Voluntary Contribution
It entails complete working flexibility and allows NRIs to participate in investment voluntarily according to their financial and targeted capacity. Unlike stiff pension schemes, NPS enables investors to contribute as and when convenient, with a minimum contribution of Rs. 500 for each transaction and Rs. 1,000 a year, making this scheme available for all.
Importantly, there is no cap on the amount that can be invested, making it a perfect scheme for high-net-worth individuals who are willing to save in a structured manner for long-term retirement. An NRI can invest at any time during the financial year, and there is no need to make regular payments. If income is erratic and low, it will ease investments by allowing him to change them accordingly.

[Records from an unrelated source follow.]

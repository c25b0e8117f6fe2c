// SPDX-License-Identifier: Apache-2.0
// Copyright 2025 itsakeyfut
//
// Licensed under the Apache License, Version 2.0 (the "License");
// you may not use this file except in compliance with the License.
// You may obtain a copy of the License at
//
//     http://www.apache.org/licenses/LICENSE-2.0
//
// Unless required by applicable law or agreed to in writing, software
// distributed under the License is distributed on an "AS IS" BASIS,
// WITHOUT WARRANTIES OR CONDITIONS OF ANY KIND, either express or implied.
// See the License for the specific language governing permissions and
// limitations under the License.

use super::{Access, AccessEngine, AccessEvent, WriteBack};
use crate::core::error::Result;
use crate::core::isa::reconstruct_address;

impl AccessEngine {
    /// LW: Load Word
    ///
    /// Format: lw rt, immediate($zero)
    /// Operation: rt = memory[immediate >> 2], through the cache
    ///
    /// # Returns
    ///
    /// The loaded word and how the access was served
    pub(super) fn op_lw(&mut self, access: &Access) -> Result<(u32, AccessEvent)> {
        let Access {
            index,
            tag,
            address,
            reg,
        } = *access;

        if let Some(block) = self.cache.lookup(index, tag) {
            self.cache.update_recency(index, block);
            let value = self.cache.block(index, block).data;
            self.registers.write(reg, value);
            return Ok((value, AccessEvent::LoadHit { block }));
        }

        let block = self.cache.select_victim(index);
        let victim = *self.cache.block(index, block);

        // No dirty bit: any valid victim is written back
        let writeback = if victim.valid {
            let wb_address = reconstruct_address(index, victim.tag);
            self.memory.write(wb_address, victim.data)?;
            Some(WriteBack {
                address: wb_address,
                data: victim.data,
            })
        } else {
            None
        };

        let value = self.memory.read(address)?;
        self.cache.install(index, block, tag, value);
        self.cache.update_recency(index, block);
        self.registers.write(reg, value);

        Ok((value, AccessEvent::LoadMiss { block, writeback }))
    }
}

Taking Care of Your Portfolio
NPS allows NRIs to customize their investment portfolio, ensuring diversification and risk management. It offers multiple asset classes to cater to different investment objectives.
Equity
The Equity option in NPS allows NRIs to invest in stock-market-linked instruments for exposure to an economy that is one of the quickest growing in the world and potentially offers very high long-term returns. Depending on their risk appetite, investors can allocate up to 75% of their contributions to equity.
As a safeguard against commercial fluctuations, the equity exposure is gradually reduced as the subscriber closes towards retirement to maintain a "safer" investment portfolio. This option is appropriate for NRIs who are open to risk and seek good capital appreciation over time.
Business Debt
The Corporate Bond option under NPS allows one to invest in high-rated corporate bonds issued by reputed Indian corporates. These yield moderate returns but incur lesser risk than equities due to volatility risks-based reasons, making them a stable investment option.
Corporate bonds can provide regular interest income; thus, they are suitable for investors who prefer an equal balance between growth and security. Further, they can consider this option if they are medium-risk aversion-based per cent-based targets for consistent, predictable returns through time.
Government Bonds
The Government Securities option focuses its investments on Indian government bonds and treasury bills, considered the least risky instruments. Although they are expected to yield lower returns than equities and corporate bonds, they offer stability alongside safety on the invested principal, appealing to conservative investors.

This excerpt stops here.